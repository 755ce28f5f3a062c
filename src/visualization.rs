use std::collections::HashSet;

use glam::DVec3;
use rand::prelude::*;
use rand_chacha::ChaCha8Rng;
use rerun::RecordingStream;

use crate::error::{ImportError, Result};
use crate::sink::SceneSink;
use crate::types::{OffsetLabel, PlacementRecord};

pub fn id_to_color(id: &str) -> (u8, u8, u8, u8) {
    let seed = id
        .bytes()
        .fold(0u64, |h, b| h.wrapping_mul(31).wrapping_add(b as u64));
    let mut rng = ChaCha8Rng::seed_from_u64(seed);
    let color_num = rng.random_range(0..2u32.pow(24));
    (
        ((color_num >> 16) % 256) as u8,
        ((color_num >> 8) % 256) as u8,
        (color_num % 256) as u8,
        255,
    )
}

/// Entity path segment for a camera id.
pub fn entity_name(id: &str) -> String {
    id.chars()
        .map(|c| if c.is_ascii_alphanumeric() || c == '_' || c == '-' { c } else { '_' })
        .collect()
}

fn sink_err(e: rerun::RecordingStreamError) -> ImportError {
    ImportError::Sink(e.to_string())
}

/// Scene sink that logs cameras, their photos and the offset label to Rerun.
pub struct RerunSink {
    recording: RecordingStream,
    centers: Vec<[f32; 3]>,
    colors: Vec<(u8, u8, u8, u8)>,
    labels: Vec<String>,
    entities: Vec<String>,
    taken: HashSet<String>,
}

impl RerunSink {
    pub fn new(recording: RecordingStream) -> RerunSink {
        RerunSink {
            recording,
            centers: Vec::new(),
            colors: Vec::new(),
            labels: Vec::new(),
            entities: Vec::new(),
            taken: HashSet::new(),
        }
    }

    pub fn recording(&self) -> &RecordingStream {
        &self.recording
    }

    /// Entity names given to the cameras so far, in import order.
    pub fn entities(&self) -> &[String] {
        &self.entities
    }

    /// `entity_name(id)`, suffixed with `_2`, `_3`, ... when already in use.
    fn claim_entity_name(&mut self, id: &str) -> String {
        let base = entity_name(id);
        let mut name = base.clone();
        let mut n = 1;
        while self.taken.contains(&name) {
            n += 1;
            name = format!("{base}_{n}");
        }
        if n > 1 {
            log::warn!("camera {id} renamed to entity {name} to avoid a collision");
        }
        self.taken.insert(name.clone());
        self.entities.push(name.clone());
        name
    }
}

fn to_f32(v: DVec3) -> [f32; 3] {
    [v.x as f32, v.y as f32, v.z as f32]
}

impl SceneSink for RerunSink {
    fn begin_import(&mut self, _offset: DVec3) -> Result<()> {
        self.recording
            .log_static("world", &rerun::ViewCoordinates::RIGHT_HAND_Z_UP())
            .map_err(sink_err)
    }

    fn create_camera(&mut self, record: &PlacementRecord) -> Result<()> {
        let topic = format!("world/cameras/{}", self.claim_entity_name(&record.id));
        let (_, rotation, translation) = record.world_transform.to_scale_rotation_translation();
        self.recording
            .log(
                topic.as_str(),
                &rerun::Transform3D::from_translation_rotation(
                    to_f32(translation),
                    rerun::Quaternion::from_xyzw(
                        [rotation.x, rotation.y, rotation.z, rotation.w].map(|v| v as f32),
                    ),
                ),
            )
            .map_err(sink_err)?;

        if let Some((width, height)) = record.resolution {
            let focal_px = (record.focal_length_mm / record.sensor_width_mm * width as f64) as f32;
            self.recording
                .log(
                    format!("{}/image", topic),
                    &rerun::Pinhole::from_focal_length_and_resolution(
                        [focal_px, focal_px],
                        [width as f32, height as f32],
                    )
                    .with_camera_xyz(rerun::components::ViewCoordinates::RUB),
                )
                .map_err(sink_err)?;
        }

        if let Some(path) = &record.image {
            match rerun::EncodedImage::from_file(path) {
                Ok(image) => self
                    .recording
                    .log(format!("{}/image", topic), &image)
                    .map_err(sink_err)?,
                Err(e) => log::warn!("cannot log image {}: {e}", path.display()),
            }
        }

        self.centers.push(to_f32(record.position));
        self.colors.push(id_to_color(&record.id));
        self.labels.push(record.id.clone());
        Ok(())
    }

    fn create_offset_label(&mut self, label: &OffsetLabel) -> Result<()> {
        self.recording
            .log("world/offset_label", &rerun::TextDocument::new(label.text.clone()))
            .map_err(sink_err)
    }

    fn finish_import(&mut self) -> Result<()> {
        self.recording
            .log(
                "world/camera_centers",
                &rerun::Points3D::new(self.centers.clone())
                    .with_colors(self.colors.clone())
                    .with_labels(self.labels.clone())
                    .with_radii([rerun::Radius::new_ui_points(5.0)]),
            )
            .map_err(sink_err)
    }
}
--
TASK TO CARRY OUT.
Find the line with "((color_num >> 8)" in the entries above. Retype it and each line after it, exactly, through the line with "fn to_f32(v: DVec3)", and stop there.

SOLUTION TO THIS TASK.
        ((color_num >> 8) % 256) as u8,
        (color_num % 256) as u8,
        255,
    )
}

/// Entity path segment for a camera id.
pub fn entity_name(id: &str) -> String {
    id.chars()
        .map(|c| if c.is_ascii_alphanumeric() || c == '_' || c == '-' { c } else { '_' })
        .collect()
}

fn sink_err(e: rerun::RecordingStreamError) -> ImportError {
    ImportError::Sink(e.to_string())
}

/// Scene sink that logs cameras, their photos and the offset label to Rerun.
pub struct RerunSink {
    recording: RecordingStream,
    centers: Vec<[f32; 3]>,
    colors: Vec<(u8, u8, u8, u8)>,
    labels: Vec<String>,
    entities: Vec<String>,
    taken: HashSet<String>,
}

impl RerunSink {
    pub fn new(recording: RecordingStream) -> RerunSink {
        RerunSink {
            recording,
            centers: Vec::new(),
            colors: Vec::new(),
            labels: Vec::new(),
            entities: Vec::new(),
            taken: HashSet::new(),
        }
    }

    pub fn recording(&self) -> &RecordingStream {
        &self.recording
    }

    /// Entity names given to the cameras so far, in import order.
    pub fn entities(&self) -> &[String] {
        &self.entities
    }

    /// `entity_name(id)`, suffixed with `_2`, `_3`, ... when already in use.
    fn claim_entity_name(&mut self, id: &str) -> String {
        let base = entity_name(id);
        let mut name = base.clone();
        let mut n = 1;
        while self.taken.contains(&name) {
            n += 1;
            name = format!("{base}_{n}");
        }
        if n > 1 {
            log::warn!("camera {id} renamed to entity {name} to avoid a collision");
        }
        self.taken.insert(name.clone());
        self.entities.push(name.clone());
        name
    }
}

fn to_f32(v: DVec3) -> [f32; 3] {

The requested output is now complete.